Science behind Nutraceuticals

Variety articles

Back to overview
Previous entry  | Next entry


Evidence Based Nutrition?

13.08.2010 | Dr. Peter Prock 

 

The concept of evidence based medicine (EBM) has long been firmly established. The core aspect of EBM is that all decisions concerning medical treatment are based solely on empirically proven efficacy. This means in practice that almost only findings from randomised, controlled trials (RCTs) should be implemented in practical medicine.

One of the questions addressed at the conference of the Council for Responsible Nutrition (CRN International) held in Geneva, Switzerland, on 3 July 2010 (1), was whether it is admissible to talk about "evidence based nutrition" (EBN) in parallel to EBM, what this would look like, and what consequences it would have for so-called health claims.

The conference was held against the background of the current situation within the EU where the assessment of health claims for foods is treated extremely restrictively. The aut horities demand that the mandatory texts are based exclusively on "the highest scientific standards" and thus set these on a par with RCTs.

In his excellent
lecture (2), Prof. Jeffrey Blumberg from Tufts University, Boston, USA, impressively proved not only that RCTs are of limited use in research into foods, but also that the evidence from the quantitative results of epidemiological studies is comparable to that from RCTs. He proved the latter point with high-ranking papers from the New England Journal of Medicine which compared the results from both designs (3, 4), and came to startlingly similar conclusions.

A detail from the
Physicians’ Health Study II (PHS II) (5) deserves a mention with regard to the limitations of RCTs for intervention studies on micronutrients: there were dramatic differences in terms of overall mortality, mortality due to cardiovascular events and cancer between those study subjects who allowed themselves to be randomised into the study and those who did not. The considerably higher risk of mortality – up to 70% (!) – among the non-participants can be explained in part by concomitant diseases and lifestyle factors. However, for the PHS II this means that comparably healthy individuals were included in the study. These do not represent a normal cross-section of society, so it was even more difficult to identify any differences in mortality as an endpoint of the PHS II. Does this mean that micronutrients have no effect, as is often suggested?
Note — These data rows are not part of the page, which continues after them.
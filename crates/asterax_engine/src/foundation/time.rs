//! Time management utilities

use std::cell::Cell;
use std::rc::Rc;
use std::time::Instant;

/// Source of monotonic time in seconds
pub trait Clock {
    /// Seconds elapsed since an arbitrary fixed origin
    fn now(&self) -> f64;
}

/// Wall clock backed by `Instant`
pub struct SystemClock {
    origin: Instant,
}

impl SystemClock {
    /// Create a clock whose origin is the current instant
    pub fn new() -> Self {
        Self { origin: Instant::now() }
    }
}

impl Default for SystemClock {
    fn default() -> Self {
        Self::new()
    }
}

impl Clock for SystemClock {
    fn now(&self) -> f64 {
        self.origin.elapsed().as_secs_f64()
    }
}

/// Hand-driven clock for tests and fixed-step hosts
///
/// Clones share the same time, so a test can keep one handle and give
/// another to the `Timer`.
#[derive(Debug, Clone, Default)]
pub struct ManualClock {
    seconds: Rc<Cell<f64>>,
}

impl ManualClock {
    /// Create a clock at time zero
    pub fn new() -> Self {
        Self::default()
    }

    /// Move time forward
    pub fn advance(&self, seconds: f64) {
        self.seconds.set(self.seconds.get() + seconds);
    }

    /// Jump to an absolute time
    pub fn set(&self, seconds: f64) {
        self.seconds.set(seconds);
    }
}

impl Clock for ManualClock {
    fn now(&self) -> f64 {
        self.seconds.get()
    }
}

/// Frame timer
pub struct Timer {
    clock: Box<dyn Clock>,
    last_frame: f64,
    delta_time: f32,
    frame_count: u64,
}

impl Default for Timer {
    fn default() -> Self {
        Self::new()
    }
}

impl Timer {
    /// Create a new timer on the wall clock
    pub fn new() -> Self {
        Self::with_clock(Box::new(SystemClock::new()))
    }

    /// Create a timer that reads the given clock
    pub fn with_clock(clock: Box<dyn Clock>) -> Self {
        let now = clock.now();
        Self {
            clock,
            last_frame: now,
            delta_time: 0.0,
            frame_count: 0,
        }
    }

    /// Update the timer (should be called once per frame)
    #[allow(clippy::cast_possible_truncation)]
    pub fn update(&mut self) {
        let now = self.clock.now();
        let elapsed = (now - self.last_frame).max(0.0);
        self.delta_time = elapsed as f32;
        self.last_frame = now;
        self.frame_count += 1;
    }

    /// Get the time since the last frame in seconds
    pub fn delta_time(&self) -> f32 {
        self.delta_time
    }

    /// Get the current frame count
    pub fn frame_count(&self) -> u64 {
        self.frame_count
    }
}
No, not by any means! The problem is, that no definitive conclusions can be drawn for this.

However, Blumberg was not satisfied with merely unveiling the fundamental limitations of this scientific viewpoint. Instead, he insisted that the totality of the scientific evidence must be applied in connection with any assessment of the effectiveness of foods for influencing health; and that such assessment must not be restricted to RCTs which were specifically developed for pharmaceutical research. He stated:
“The popular belief that only randomized, controlled trials produce trustworthy results and that all observational studies are misleading does a disservice to patient care, clinical investigation, and education of health care professionals.“. Evidence based nutrition must have its own set of rules and must not be put on a par with, or confused with evidence based medicine.

This is an important message addressed to the authorities who ultimately have to make regulatory decisions and who, in protectionist undertones, often refer to the lack of RCTs and frequently take negative decisions in this respect.

Comments and references

(1) CRN-International, 1st Scientific Symposium: Scientif ic Issues Related to Codex Goals, Geneva, Switzerland, July 3rd, 2010

(2) Blumberg J., Clinical Trials for Benefits: Evidence-Based Medicine or Nutrition?, CRN-I 2010

(3) 
Concato J, Shah N, Horwitz RI. Randomized, controlled trials, observational studies, and the hierarchy of research designs. N Engl J Med. 2000 Jun 22;342(25):1887-92 

(4) 
Benson K, Hartz AJ. A comparison of observational studies and randomized, controlled trials. N Engl J Med. 2000 Jun 22;342(25):1878-86.

(5) Sesso HD, Gaziano JM, VanDenburgh M, Hennekens CH, Glynn RJ, Buring JE. Comparison of baseline characteristics and mortality experience of participants and nonparticipants in a randomized clinical trial: the Physicians' Health Study. Control Clin Trials. 2002 Dec;23(6):686-702.